D'autres études, produites par des experts indépendants (voirici, ici et ici) démontrent absolument tout et son contraire sur les effets du petit déjeuner sur la santé. Qu'en est-il selon vous ?

Si même les études d'experts indépendants disent effectivement tout et son contraire sur les bienfaits du petit déjeuner sur la santé, c'est parce que le lien statistique établi entre le fait d'être obèse (donc potentiellement victime de diabète, d'hypertension artérielle, de complications respiratoires et cardiovasculaires) et celui de sauter le petit déjeuner a la plupart du temps été mal interprété.

En effet, si les obèses prennent moins souvent de petit déjeuner, c'est tout simplement parce qu'ils n'ont pas faim le matin : leur corps oxydent beaucoup plus de graisses en fin de nuit, ce qui aboutit à la production de corps cétoniques qui inhibent l'appétit. C'est donc parce que les sujets sont obèses qu'ils sautent le petit déjeuner, et non l'inverse. On ne risque donc pas de devenir obèse si on a l'habitude de sauter le petit déjeuner, pas plus que cela augmentera nos chances de souffrir de diabète, d'hypertension artérielle, de complications respiratoires et cardiovasculaires.

D'une manière plus générale, quels conseils prodiguez-vous en matière de petit déjeuner ?

D'abord, je tiens à insister sur le fait qu'il n'y a pas de repas plus important qu'un autre.
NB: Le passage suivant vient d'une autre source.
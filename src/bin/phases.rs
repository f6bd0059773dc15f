//! 阶段化调度演示
//!
//! 一轮循环按 定时器阶段 -> 宏任务阶段 -> I/O等待 推进。
//! 先到期的定时器先触发，不到期之前循环阻塞在I/O等待上，不空转。

use mini_event_loop::executor::Executor;
use mini_event_loop::timer::sleep;
use std::time::{Duration, Instant};
use tracing_subscriber::EnvFilter;

fn main() {
    tracing_subscriber::fmt()
        .with_env_filter(EnvFilter::try_from_default_env().unwrap_or_else(|_| EnvFilter::new("info")))
        .init();

    let start = Instant::now();
    let ms = move || start.elapsed().as_secs_f64() * 1e3;

    let ex = Executor::new();
    ex.block_on(|| async move {
        println!("[{:>7.3}ms] begin", ms());

        Executor::spawn(async move {
            println!("[{:>7.3}ms] immediate task, no timer", ms());
        });

        Executor::spawn(async move {
            sleep(Duration::from_millis(20)).await;
            println!("[{:>7.3}ms] 20ms timer fired", ms());
        });

        Executor::spawn(async move {
            sleep(Duration::from_millis(10)).await;
            println!("[{:>7.3}ms] 10ms timer fired", ms());
        });

        sleep(Duration::from_millis(40)).await;
        println!("[{:>7.3}ms] 40ms main timer fired, loop is idle until then", ms());
    });

    println!();
    println!("Total elapsed: {:?}", start.elapsed());
    println!("immediate task first, then 10ms before 20ms, deadline order.");
}
use nix::fcntl::{fcntl, FcntlArg, OFlag};
use polling::{Event, Poller};
use rustc_hash::FxHashMap;
use std::{
    io,
    os::unix::io::RawFd,
    task::{Context, Waker},
    time::Duration,
};

/// `Reactor`负责封装I/O多路复用
///
/// 每个fd有读、写两个兴趣方向，各自最多挂一个`Waker`（token为`fd*2`和`fd*2+1`）。
/// `wait()`陷入syscall等待，事件就绪后取出对应`Waker`唤醒，向调度队列里推任务。
pub(crate) struct Reactor {
    poller: Poller,
    waker_mapping: FxHashMap<u64, Waker>,
    buffer: Vec<Event>,
}

impl Default for Reactor {
    fn default() -> Self {
        Self::new().expect("failed to create I/O poller")
    }
}

impl Reactor {
    pub fn new() -> io::Result<Self> {
        Ok(Self {
            poller: Poller::new()?,
            waker_mapping: FxHashMap::default(),
            buffer: Vec::with_capacity(2048),
        })
    }

    /// 注册一个fd：设置O_NONBLOCK，加入poller（初始不关心任何事件）
    pub fn add(&mut self, fd: RawFd) -> io::Result<()> {
        tracing::trace!(fd, "reactor: add source");
        let flags = fcntl(fd, FcntlArg::F_GETFL).map_err(errno_to_io)?;
        let flags = OFlag::from_bits_truncate(flags) | OFlag::O_NONBLOCK;
        fcntl(fd, FcntlArg::F_SETFL(flags)).map_err(errno_to_io)?;
        self.poller.add(fd, Event::none(fd as usize))
    }

    /// 注销一个fd，丢弃它挂着的`Waker`
    pub fn delete(&mut self, fd: RawFd) {
        tracing::trace!(fd, "reactor: delete source");
        self.waker_mapping.remove(&read_token(fd));
        self.waker_mapping.remove(&write_token(fd));
        let _ = self.poller.delete(fd);
    }

    /// 挂上读方向的`Waker`并重新装载兴趣。重复挂载会替换旧的`Waker`。
    pub fn modify_readable(&mut self, fd: RawFd, cx: &mut Context<'_>) -> io::Result<()> {
        self.waker_mapping.insert(read_token(fd), cx.waker().clone());
        self.arm(fd)
    }

    /// 挂上写方向的`Waker`并重新装载兴趣
    pub fn modify_writable(&mut self, fd: RawFd, cx: &mut Context<'_>) -> io::Result<()> {
        self.waker_mapping.insert(write_token(fd), cx.waker().clone());
        self.arm(fd)
    }

    // poller是oneshot语义，每次事件之后兴趣要重新装载；
    // 装载时把两个方向当前挂着的Waker都算进去，避免覆盖另一个方向。
    fn arm(&mut self, fd: RawFd) -> io::Result<()> {
        let mut event = Event::none(fd as usize);
        event.readable = self.waker_mapping.contains_key(&read_token(fd));
        event.writable = self.waker_mapping.contains_key(&write_token(fd));
        self.poller.modify(fd, event)
    }

    /// 阻塞等待I/O事件，然后唤醒所有就绪方向上挂着的`Waker`
    ///
    /// `timeout`为`None`时一直等；定时器存在时由调用方传入最近的到期间隔。
    pub fn wait(&mut self, timeout: Option<Duration>) -> io::Result<usize> {
        self.buffer.clear();
        let n = self.poller.wait(&mut self.buffer, timeout)?;
        for event in self.buffer.drain(..) {
            let fd = event.key as RawFd;
            if event.readable {
                if let Some(waker) = self.waker_mapping.remove(&read_token(fd)) {
                    waker.wake();
                }
            }
            if event.writable {
                if let Some(waker) = self.waker_mapping.remove(&write_token(fd)) {
                    waker.wake();
                }
            }
        }
        Ok(n)
    }
}

fn read_token(fd: RawFd) -> u64 {
    fd as u64 * 2
}

fn write_token(fd: RawFd) -> u64 {
    fd as u64 * 2 + 1
}

pub(crate) fn errno_to_io(errno: nix::errno::Errno) -> io::Error {
    io::Error::from_raw_os_error(errno as i32)
}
Chacun peut donner l'importance qu'il souhaite à chaque repas, en fonction des habitudes sociales, des horaires de travail, si on mange à la cantine ou pas... En France, le repas le plus important de la journée est bien souvent le diner, car c'est traditionnellement un moment convivial que l'on partage en famille ou avec des amis. Mais en Angleterre par exemple, le petit déjeuner est le repas le plus costaud de la journée, car les Anglais ont pour habitude de manger sur le pouce à midi, ou même de sauter le déjeuner. Le petit déjeuner doit donc être LE repas qui leur permet de tenir jusqu’au soir.

Côté nutritionnel, c'est pareil. Si l'on n'a pas pour objectif de perdre du poids, il n'y a pas de petit déjeuner idéal, comme ceux souvent décrits au dos des boites de céréales. L'équilibre nutritionnel doit se construire sur toute la journée. Que l'on mange un laitage le matin, le midi ou le soir n'a rigoureusement aucune importance.
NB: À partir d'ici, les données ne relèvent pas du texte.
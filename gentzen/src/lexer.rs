//! Tokenisation of infix propositional formulas using chumsky.
//!
//! Accepted tokens: `!`, `&&`, `||`, `->`, `(`, `)` and variables `[A-Za-z][A-Za-z0-9]*`
//! (maximal munch). Whitespace separates tokens and is otherwise ignored. Lexing stops at the
//! first character that starts no token; the whole input is rejected with
//! [`Error::LexError`].
use std::fmt;

use chumsky::prelude::*;

use crate::error::{Error, Result};
use crate::formula::Operator;

pub type Span = SimpleSpan;
pub type Spanned<T> = (T, Span);

#[derive(Clone, Debug, PartialEq, Eq, Hash)]
pub enum Token {
    Op(Operator),
    LParen,
    RParen,
    Var(String),
}

impl fmt::Display for Token {
    fn fmt(&self, f: &mut fmt::Formatter<'_>) -> fmt::Result {
        match self {
            Token::Op(op) => write!(f, "{op}"),
            Token::LParen => write!(f, "("),
            Token::RParen => write!(f, ")"),
            Token::Var(name) => write!(f, "{name}"),
        }
    }
}

fn lexer<'src>() -> impl Parser<'src, &'src str, Vec<Spanned<Token>>, extra::Err<Rich<'src, char>>>
{
    // Two-character connectives must be complete; a lone `&`, `|` or `-` matches nothing.
    let connective = choice((
        just("&&").to(Token::Op(Operator::And)),
        just("||").to(Token::Op(Operator::Or)),
        just("->").to(Token::Op(Operator::Implies)),
        just('!').to(Token::Op(Operator::Not)),
    ));

    let paren = choice((just('(').to(Token::LParen), just(')').to(Token::RParen)));

    let variable = any()
        .filter(|c: &char| c.is_ascii_alphabetic())
        .then(any().filter(|c: &char| c.is_ascii_alphanumeric()).repeated())
        .to_slice()
        .map(|s: &str| Token::Var(s.to_string()));

    choice((connective, paren, variable))
        .map_with(|tok, e| (tok, e.span()))
        .padded()
        .repeated()
        .collect::<Vec<_>>()
        // Whitespace with no token after it is left to the outer padding.
        .padded()
        .then_ignore(end())
}

/// Split `src` into spanned tokens.
pub fn tokenize(src: &str) -> Result<Vec<Spanned<Token>>> {
    let (tokens, errs) = lexer().parse(src).into_output_errors();

    if let Some(err) = errs.into_iter().next() {
        return Err(Error::LexError {
            found: err.found().copied(),
            offset: err.span().start,
            context: err.to_string(),
        });
    }

    tokens.ok_or_else(|| Error::LexError {
        found: None,
        offset: src.len(),
        context: "no tokens produced".to_string(),
    })
}

#[cfg(test)]
mod tests {
    use super::*;

    fn kinds(src: &str) -> Vec<Token> {
        tokenize(src)
            .unwrap()
            .into_iter()
            .map(|(tok, _)| tok)
            .collect()
    }

    fn var(name: &str) -> Token {
        Token::Var(name.to_string())
    }

    #[test]
    fn tokenizes_all_connectives() {
        assert_eq!(
            kinds("!(a && b) || c -> d"),
            vec![
                Token::Op(Operator::Not),
                Token::LParen,
                var("a"),
                Token::Op(Operator::And),
                var("b"),
                Token::RParen,
                Token::Op(Operator::Or),
                var("c"),
                Token::Op(Operator::Implies),
                var("d"),
            ]
        );
    }

    #[test]
    fn variables_are_maximal() {
        assert_eq!(kinds("abc12&&x"), vec![var("abc12"), Token::Op(Operator::And), var("x")]);
        assert_eq!(kinds("  p1\tq2 \n"), vec![var("p1"), var("q2")]);
    }

    #[test]
    fn whitespace_only_is_empty() {
        for src in ["", "   ", "\t", "\n", " \t\r\n "] {
            assert!(kinds(src).is_empty(), "{src:?}");
        }
    }

    #[test]
    fn trailing_whitespace_keeps_spans() {
        let tokens = tokenize(" p \n").unwrap();
        assert_eq!(tokens.len(), 1);
        assert_eq!((tokens[0].1.start, tokens[0].1.end), (1, 2));
    }

    #[test]
    fn spans_point_into_source() {
        let tokens = tokenize("p -> q").unwrap();
        let spans: Vec<(usize, usize)> = tokens.iter().map(|(_, s)| (s.start, s.end)).collect();
        assert_eq!(spans, vec![(0, 1), (2, 4), (5, 6)]);
    }

    #[test]
    fn incomplete_connectives_fail() {
        for src in ["p & q", "p | q", "p - q", "p -", "p &"] {
            let err = tokenize(src).unwrap_err();
            assert!(err.is_lex_error(), "{src}: {err}");
        }
    }

    #[test]
    fn unknown_character_is_reported() {
        match tokenize("p $ q") {
            Err(Error::LexError { found, offset, .. }) => {
                assert_eq!(found, Some('$'));
                assert_eq!(offset, 2);
            }
            other => panic!("expected lex error, got {other:?}"),
        }
    }

    #[test]
    fn digits_cannot_start_a_variable() {
        assert!(tokenize("1p").unwrap_err().is_lex_error());
    }
}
En revanche, se contraindre à prendre un petit déjeuner peut être utile à certaines personnes qui souhaitent perdre du poids (et elles sont nombreuses). Si vous voulez vous délester de quelques kilos, il faut impérativement restreindre votre apport calorique global sur la journée (peu importe le type de calories). Or, si vous ne petit déjeunez pas, vous risquez d’être affamé à midi, et donc dans la quasi impossibilité de vous restreindre. Si de surcroît votre déjeuner est frugal ou absent, la faim extrême qui vous saisira le soir rendra très difficile une quelconque restriction. En revanche, prendre un petit déjeuner permet d’être moins affamé au cours de la journée, et donc de pouvoir se restreindre plus facilement, surtout le soir, ou le fait de s'endormir après le repas nous permettra d’oublier la sensation de faim.